UB op-ed: Why a university press is a good investment

As top universities increasingly describe their missions in global terms, university presses long have made their print and digital works available to scholars and libraries around the world; open access is only accelerating that reach.
Darrin Pratt is the director of the University Press of Colorado | Utah State University Press. Susan Doerr is the assistant director and the digital publishing and operations director of the University of Minnesota Press.

Universities mobilize tremendous resources in support of a single pursuit: the advancement of research-based knowledge. Their careful stewardship of public and private resources to nurture knowledge yields returns that can be recognized not only on spreadsheets but also in the lives of students and communities.

More than 100 North American universities and colleges choose to invest in a university press—a mission-driven publisher that maintains rigorous standards in identifying, preparing, and delivering scholarly research to local, national, and global audiences. And, as a recent Association of University Presses’ survey indicates, university presses deliver substantially on these investments.

In 2018, the 61 US and Canadian presses that participated in this annual survey reported receiving a collective institutional budget of $32.3 million. From that allocation, the presses generated just over $243 million in net sales last year.

After deducting the cost of sales (direct costs such as print costs and royalty payments), these presses had more than $143 million left to spend on acquiring, peer reviewing, copyediting, designing, producing, making discoverable, promoting, and distributing books, journals, and other scholarly materials.

More than 100 North American universities and colleges choose to invest in a university press

Thus, they multiplied a starting budget of $32.3 million more than fivefold to $176 million, all in support their mission of ensuring academic excellence and cultivating knowledge through the publication of high-quality scholarship. Only a few university departments can claim comparable rates of return.

Financial considerations

University presses’ book publishing costs are not insubstantial. A few years ago, a representative of the Andrew W. Mellon Foundation, examining two studies the Foundation had funded on the topic, estimated an average cost of $30,000 per monograph, excluding direct costs. This number doesn’t include everything, but it’s an easy-to-use figure that university press professionals consider in the ballpark.

Now let’s revisit those 2018 budget figures with that per-book cost in mind: If those 61 presses had to rely on institutional support alone, $32.3 million would have allowed them to publish 1,077 scholarly monographs, a meager collective output. However, the amplified pool of approximately $176 million actually enabled these presses to publish 5,884 titles in 2018, more than five times the amount funded directly by their home institutions.

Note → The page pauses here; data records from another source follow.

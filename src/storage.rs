use crate::dlog;
use anyhow::{Context, Result};
use rusqlite::{Connection, OptionalExtension, params};
use std::collections::HashMap;
use std::path::Path;

/// Local key-value storage with string keys and string values.
pub trait Storage {
    fn get_item(&self, key: &str) -> Result<Option<String>>;
    fn set_item(&mut self, key: &str, value: &str) -> Result<()>;
}

#[derive(Debug, Default, Clone)]
pub struct MemoryStorage {
    items: HashMap<String, String>,
}

impl MemoryStorage {
    pub fn new() -> Self {
        Self::default()
    }
}

impl Storage for MemoryStorage {
    fn get_item(&self, key: &str) -> Result<Option<String>> {
        Ok(self.items.get(key).cloned())
    }

    fn set_item(&mut self, key: &str, value: &str) -> Result<()> {
        self.items.insert(key.to_string(), value.to_string());
        Ok(())
    }
}

/// Key-value slots kept in a single SQLite table.
pub struct SqliteStorage {
    conn: Connection,
}

impl SqliteStorage {
    pub fn open(path: &Path) -> Result<Self> {
        let display = path.display();
        let conn =
            Connection::open(path).with_context(|| format!("Opening SQLite DB: {display}"))?;
        Self::with_connection(conn)
    }

    pub fn open_in_memory() -> Result<Self> {
        let conn = Connection::open_in_memory().context("Opening in-memory SQLite DB")?;
        Self::with_connection(conn)
    }

    fn with_connection(conn: Connection) -> Result<Self> {
        if !table_exists(&conn, "local_storage")? {
            tracing::info!("creating local_storage table");
        }
        conn.execute_batch(
            r"
            CREATE TABLE IF NOT EXISTS local_storage (
              key    TEXT PRIMARY KEY,
              value  TEXT NOT NULL
            );
            ",
        )
        .context("Ensuring SQLite schema")?;
        Ok(Self { conn })
    }
}

impl Storage for SqliteStorage {
    fn get_item(&self, key: &str) -> Result<Option<String>> {
        self.conn
            .query_row(
                "SELECT value FROM local_storage WHERE key = ?1",
                [key],
                |row| row.get(0),
            )
            .optional()
            .with_context(|| format!("Reading storage slot {key:?}"))
    }

    fn set_item(&mut self, key: &str, value: &str) -> Result<()> {
        self.conn
            .execute(
                r"
                INSERT INTO local_storage (key, value) VALUES (?1, ?2)
                ON CONFLICT (key) DO UPDATE SET value = EXCLUDED.value
                ",
                params![key, value],
            )
            .with_context(|| format!("Writing storage slot {key:?}"))?;
        dlog!("storage_write key={key} bytes={}", value.len());
        Ok(())
    }
}

fn table_exists(conn: &Connection, table: &str) -> Result<bool> {
    let mut stmt =
        conn.prepare("SELECT 1 FROM sqlite_master WHERE type='table' AND name=?1 LIMIT 1")?;
    let mut rows = stmt.query([table])?;
    Ok(rows.next()?.is_some())
}

#[cfg(test)]
mod tests {
    use super::*;

    #[test]
    fn memory_storage_overwrites() {
        let mut s = MemoryStorage::new();
        assert_eq!(s.get_item("workouts").unwrap(), None);
        s.set_item("workouts", "[]").unwrap();
        s.set_item("workouts", "[1]").unwrap();
        assert_eq!(s.get_item("workouts").unwrap().as_deref(), Some("[1]"));
    }

    #[test]
    fn sqlite_storage_is_last_write_wins() {
        let mut s = SqliteStorage::open_in_memory().unwrap();
        assert_eq!(s.get_item("workouts").unwrap(), None);
        s.set_item("workouts", "first").unwrap();
        s.set_item("workouts", "second").unwrap();
        s.set_item("other", "x").unwrap();
        assert_eq!(s.get_item("workouts").unwrap().as_deref(), Some("second"));
        assert_eq!(s.get_item("other").unwrap().as_deref(), Some("x"));
    }

    #[test]
    fn sqlite_storage_survives_reopen() {
        let dir = tempfile::tempdir().unwrap();
        let path = dir.path().join("mapty.sqlite3");

        {
            let mut s = SqliteStorage::open(&path).unwrap();
            s.set_item("workouts", "[]").unwrap();
        }

        let s = SqliteStorage::open(&path).unwrap();
        assert_eq!(s.get_item("workouts").unwrap().as_deref(), Some("[]"));
    }
}
//! Application controller.
//!
//! Holds the workout collection and turns host events (position fix, map
//! click, form submit, kind toggle, list click) into UI calls and storage
//! writes. Each handler runs to completion before the next one starts.

use crate::dlog;
use crate::error::{GeolocationError, InputError};
use crate::host::{Geolocation, Ui};
use crate::mirror;
use crate::render::{ListEntry, Marker};
use crate::storage::Storage;
use crate::types::{Coords, Workout, WorkoutKind};
use crate::utils::parse_number;
use anyhow::Result;
use chrono::{DateTime, Local};

pub const DEFAULT_STORAGE_KEY: &str = "workouts";
pub const DEFAULT_ZOOM: u8 = 15;
pub const LOCATION_ALERT: &str = "Oopsy, unable to get your location";

#[derive(Debug, Clone, PartialEq, Eq)]
pub struct AppConfig {
    pub storage_key: String,
    pub zoom: u8,
}

impl Default for AppConfig {
    fn default() -> Self {
        Self {
            storage_key: DEFAULT_STORAGE_KEY.to_string(),
            zoom: DEFAULT_ZOOM,
        }
    }
}

/// Raw text of the entry form.
#[derive(Debug, Clone, PartialEq, Eq)]
pub struct FormInput {
    pub kind: WorkoutKind,
    pub distance: String,
    pub duration: String,
    pub cadence: String,
    pub elevation: String,
}

impl FormInput {
    pub fn new(kind: WorkoutKind) -> Self {
        Self {
            kind,
            distance: String::new(),
            duration: String::new(),
            cadence: String::new(),
            elevation: String::new(),
        }
    }

    /// Value of the field that belongs to the selected kind.
    fn metric(&self) -> &str {
        match self.kind {
            WorkoutKind::Running => &self.cadence,
            WorkoutKind::Cycling => &self.elevation,
        }
    }
}

/// Every value must be finite. Running also needs all three positive;
/// cycling only checks distance and duration, so elevation gain may be zero
/// or negative.
pub fn validate(
    kind: WorkoutKind,
    distance: f64,
    duration: f64,
    metric: f64,
) -> Result<(), InputError> {
    if ![distance, duration, metric].iter().all(|v| v.is_finite()) {
        return Err(InputError::NotFinite);
    }
    let positive = match kind {
        WorkoutKind::Running => [distance, duration, metric].iter().all(|&v| v > 0.0),
        WorkoutKind::Cycling => distance > 0.0 && duration > 0.0,
    };
    if !positive {
        return Err(InputError::NotPositive);
    }
    Ok(())
}

pub struct App<S: Storage, U: Ui> {
    storage: S,
    ui: U,
    config: AppConfig,
    workouts: Vec<Workout>,
    map_loaded: bool,
    pending_click: Option<Coords>,
    clock: fn() -> DateTime<Local>,
}

impl<S: Storage, U: Ui> App<S, U> {
    pub fn new(storage: S, ui: U, config: AppConfig) -> Self {
        Self {
            storage,
            ui,
            config,
            workouts: Vec::new(),
            map_loaded: false,
            pending_click: None,
            clock: Local::now,
        }
    }

    #[must_use]
    pub fn with_clock(mut self, clock: fn() -> DateTime<Local>) -> Self {
        self.clock = clock;
        self
    }

    /// Restores saved workouts into the list, then asks for the position.
    pub fn start<G: Geolocation + ?Sized>(&mut self, geolocation: &mut G) {
        self.restore();
        let position = geolocation.current_position();
        self.on_position(position);
    }

    /// Loads the collection from storage and renders it into the list only;
    /// markers wait for the map.
    pub fn restore(&mut self) {
        self.workouts = mirror::restore(&self.storage, &self.config.storage_key);
        tracing::info!(workouts = self.workouts.len(), "restored workouts");
        for w in &self.workouts {
            self.ui.render_list_entry(&ListEntry::for_workout(w));
        }
    }

    pub fn on_position(&mut self, position: Result<Coords, GeolocationError>) {
        match position {
            Ok(center) => self.load_map(center),
            Err(e) => {
                tracing::warn!(err = %e, "no position; map stays unloaded");
                self.ui.alert(LOCATION_ALERT);
            }
        }
    }

    fn load_map(&mut self, center: Coords) {
        tracing::info!(center = %center, zoom = self.config.zoom, "loading map");
        self.ui.load_map(center, self.config.zoom);
        self.map_loaded = true;
        for w in &self.workouts {
            self.ui.add_marker(&Marker::for_workout(w));
        }
    }

    pub fn map_click(&mut self, coords: Coords) {
        if !self.map_loaded {
            dlog!("map_click ignored; map not loaded");
            return;
        }
        self.pending_click = Some(coords);
        self.ui.show_form();
    }

    pub fn kind_changed(&mut self, kind: WorkoutKind) {
        self.ui.show_metric_field(kind);
    }

    /// Returns the new workout, or `None` when nothing was created.
    ///
    /// # Errors
    /// Only when the storage write fails; the workout is already in the
    /// collection and on screen at that point.
    pub fn submit(&mut self, form: &FormInput) -> Result<Option<&Workout>> {
        let Some(coords) = self.pending_click else {
            dlog!("submit ignored; no map click");
            return Ok(None);
        };

        let distance = parse_number(&form.distance);
        let duration = parse_number(&form.duration);
        let metric = parse_number(form.metric());

        if let Err(e) = validate(form.kind, distance, duration, metric) {
            dlog!(
                "submit rejected kind={} distance={distance} duration={duration} metric={metric}: {e:?}",
                form.kind
            );
            self.ui.alert(&e.to_string());
            return Ok(None);
        }

        let workout = Workout::new(form.kind, coords, distance, duration, metric, (self.clock)());
        tracing::info!(id = %workout.id, kind = %workout.kind(), "workout created");

        self.ui.add_marker(&Marker::for_workout(&workout));
        self.ui.render_list_entry(&ListEntry::for_workout(&workout));
        self.workouts.push(workout);

        self.ui.hide_form();
        self.pending_click = None;

        mirror::persist(&mut self.storage, &self.config.storage_key, &self.workouts)?;
        Ok(self.workouts.last())
    }

    /// Recenters the map on the workout with `id`. Returns whether it moved.
    pub fn list_click(&mut self, id: &str) -> bool {
        if !self.map_loaded {
            dlog!("list_click ignored; map not loaded");
            return false;
        }
        let Some(w) = self.workouts.iter().find(|w| w.id == id) else {
            dlog!("list_click unknown id={id}");
            return false;
        };
        self.ui.set_view(w.coords, self.config.zoom, true);
        true
    }

    pub fn workouts(&self) -> &[Workout] {
        &self.workouts
    }

    pub const fn map_loaded(&self) -> bool {
        self.map_loaded
    }

    pub const fn ui(&self) -> &U {
        &self.ui
    }

    pub const fn storage(&self) -> &S {
        &self.storage
    }
}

Not all university press books are scholarly monographs—for example, the University Press of Colorado’s Bats of the Rocky Mountain West or the University of Minnesota Press’s The Sioux Chef’s Indigenous Kitchen—but virtually all communicate scholars’ findings to audiences inside and outside the academy.

University presses’ good work also extends their parents’ brand within academic disciplines and across geographies. Although many university presses publish in disciplines reflecting institutional strengths, some also publish in areas for which their home institution is less known; the university brand benefits from both kinds of exposure. For example, Minnesota is a leading scholarly publisher in cultural thought, critical theory, and race and ethnic studies.

While the university has departments and excellent scholars in these areas, its branding often focuses on medical, environmental, and agricultural research. Nevertheless, the Office of the Vice President for Research recently recognized its press’s award-winning books as an asset to the university brand. The Minnesota colophon appears on book spines around the globe.

Global mission

As top universities increasingly describe their missions in global terms, university presses long have made their print and digital works available to scholars and libraries around the world; open access is only accelerating that reach.

During 2018, for example, Colorado’s books (including those with the Utah State University Press imprint) were downloaded, via paid and open channels, in 174 countries. And during the first 3 months of 2019, readers in 74 countries have obtained publications on Minnesota’s open access platform, Manifold.

At its core, university press publishing represents impressive stewardship and amplification of initial resource allocations, an extension of the parent institution’s brand to a variety of audiences, and the global advancement of research.

In the world of university budgets, that is an awfully good return on investment.

Darrin Pratt is the director of the University Press of Colorado | Utah State University Press, as well as a past president of the Association of University Presses. Susan Doerr is the assistant director and the digital publishing and operations director of the University of Minnesota Press.